[Collected data entries]
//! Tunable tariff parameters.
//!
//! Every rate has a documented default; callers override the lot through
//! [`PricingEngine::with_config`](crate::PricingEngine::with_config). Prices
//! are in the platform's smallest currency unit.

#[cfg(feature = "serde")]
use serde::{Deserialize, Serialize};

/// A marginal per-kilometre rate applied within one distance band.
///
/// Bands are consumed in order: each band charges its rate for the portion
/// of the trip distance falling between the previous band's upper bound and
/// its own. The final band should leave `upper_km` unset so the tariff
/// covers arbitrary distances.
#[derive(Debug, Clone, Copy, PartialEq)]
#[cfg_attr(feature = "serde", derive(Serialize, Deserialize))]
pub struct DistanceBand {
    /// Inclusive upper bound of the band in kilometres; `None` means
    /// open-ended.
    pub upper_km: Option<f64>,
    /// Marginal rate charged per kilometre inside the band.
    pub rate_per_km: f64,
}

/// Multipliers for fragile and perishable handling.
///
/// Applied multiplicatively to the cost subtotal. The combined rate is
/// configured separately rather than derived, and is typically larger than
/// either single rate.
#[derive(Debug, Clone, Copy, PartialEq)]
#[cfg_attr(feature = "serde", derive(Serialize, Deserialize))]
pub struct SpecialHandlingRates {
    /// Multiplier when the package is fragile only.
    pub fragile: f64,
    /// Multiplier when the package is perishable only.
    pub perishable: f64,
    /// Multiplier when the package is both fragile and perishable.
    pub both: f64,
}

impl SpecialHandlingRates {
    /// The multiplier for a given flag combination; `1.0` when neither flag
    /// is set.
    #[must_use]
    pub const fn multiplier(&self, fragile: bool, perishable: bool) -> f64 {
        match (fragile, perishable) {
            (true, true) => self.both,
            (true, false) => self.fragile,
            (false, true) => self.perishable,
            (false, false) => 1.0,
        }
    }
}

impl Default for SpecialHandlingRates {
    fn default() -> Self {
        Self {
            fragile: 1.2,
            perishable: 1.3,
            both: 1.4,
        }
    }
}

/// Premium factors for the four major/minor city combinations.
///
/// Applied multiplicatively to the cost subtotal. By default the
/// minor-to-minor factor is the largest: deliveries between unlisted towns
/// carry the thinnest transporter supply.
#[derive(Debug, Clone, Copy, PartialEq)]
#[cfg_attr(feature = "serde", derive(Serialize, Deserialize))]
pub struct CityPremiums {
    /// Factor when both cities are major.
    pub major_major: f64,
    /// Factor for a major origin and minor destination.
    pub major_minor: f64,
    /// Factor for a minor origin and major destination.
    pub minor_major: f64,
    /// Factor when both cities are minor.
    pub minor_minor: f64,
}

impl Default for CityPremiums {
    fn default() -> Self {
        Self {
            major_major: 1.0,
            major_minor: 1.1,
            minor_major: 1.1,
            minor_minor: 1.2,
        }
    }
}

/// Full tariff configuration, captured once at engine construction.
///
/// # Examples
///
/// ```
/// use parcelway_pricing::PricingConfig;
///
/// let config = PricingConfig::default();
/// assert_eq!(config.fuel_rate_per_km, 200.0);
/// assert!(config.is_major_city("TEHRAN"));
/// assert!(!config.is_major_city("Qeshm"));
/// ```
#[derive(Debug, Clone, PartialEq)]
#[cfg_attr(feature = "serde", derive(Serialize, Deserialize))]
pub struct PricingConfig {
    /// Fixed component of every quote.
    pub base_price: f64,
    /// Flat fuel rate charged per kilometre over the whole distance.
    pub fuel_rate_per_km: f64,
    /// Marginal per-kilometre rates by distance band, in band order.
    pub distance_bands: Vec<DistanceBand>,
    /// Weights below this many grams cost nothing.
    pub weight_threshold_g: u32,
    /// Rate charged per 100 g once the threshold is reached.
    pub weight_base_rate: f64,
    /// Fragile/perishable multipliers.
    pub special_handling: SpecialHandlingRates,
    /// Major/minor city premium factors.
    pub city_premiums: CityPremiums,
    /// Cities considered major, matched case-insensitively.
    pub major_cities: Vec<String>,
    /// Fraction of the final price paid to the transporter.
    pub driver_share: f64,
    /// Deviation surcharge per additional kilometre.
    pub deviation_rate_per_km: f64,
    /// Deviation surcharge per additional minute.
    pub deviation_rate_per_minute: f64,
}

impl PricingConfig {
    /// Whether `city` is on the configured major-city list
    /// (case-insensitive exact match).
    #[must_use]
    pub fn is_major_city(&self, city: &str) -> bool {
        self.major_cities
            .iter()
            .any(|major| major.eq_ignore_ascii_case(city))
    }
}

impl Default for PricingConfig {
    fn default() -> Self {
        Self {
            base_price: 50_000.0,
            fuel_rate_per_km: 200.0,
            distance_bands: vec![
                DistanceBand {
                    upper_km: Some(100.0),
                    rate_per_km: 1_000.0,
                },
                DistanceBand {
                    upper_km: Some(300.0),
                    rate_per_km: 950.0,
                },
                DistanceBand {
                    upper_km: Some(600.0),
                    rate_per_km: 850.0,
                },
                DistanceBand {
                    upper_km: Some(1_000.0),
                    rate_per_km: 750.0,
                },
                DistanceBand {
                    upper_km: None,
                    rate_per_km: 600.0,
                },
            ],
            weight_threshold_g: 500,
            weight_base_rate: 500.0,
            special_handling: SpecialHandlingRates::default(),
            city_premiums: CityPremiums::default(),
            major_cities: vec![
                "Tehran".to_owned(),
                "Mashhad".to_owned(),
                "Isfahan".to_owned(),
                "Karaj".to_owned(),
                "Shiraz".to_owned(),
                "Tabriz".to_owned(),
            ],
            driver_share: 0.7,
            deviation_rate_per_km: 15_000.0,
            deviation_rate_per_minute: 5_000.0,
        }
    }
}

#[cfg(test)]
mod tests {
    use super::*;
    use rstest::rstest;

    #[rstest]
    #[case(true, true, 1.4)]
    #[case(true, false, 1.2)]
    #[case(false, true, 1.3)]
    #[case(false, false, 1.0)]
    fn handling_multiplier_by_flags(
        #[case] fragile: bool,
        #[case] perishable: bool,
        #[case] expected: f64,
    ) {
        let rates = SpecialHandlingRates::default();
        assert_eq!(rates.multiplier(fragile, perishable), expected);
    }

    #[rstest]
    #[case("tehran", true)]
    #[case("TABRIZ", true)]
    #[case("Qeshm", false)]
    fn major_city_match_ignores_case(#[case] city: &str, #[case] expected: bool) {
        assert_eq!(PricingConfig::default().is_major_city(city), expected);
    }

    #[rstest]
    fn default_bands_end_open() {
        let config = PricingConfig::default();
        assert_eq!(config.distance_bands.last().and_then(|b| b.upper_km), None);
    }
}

*Exercise directions*
Reproduce each line above that contains "CityPremiums".

*Reply*
pub struct CityPremiums {
impl Default for CityPremiums {
    pub city_premiums: CityPremiums,
            city_premiums: CityPremiums::default(),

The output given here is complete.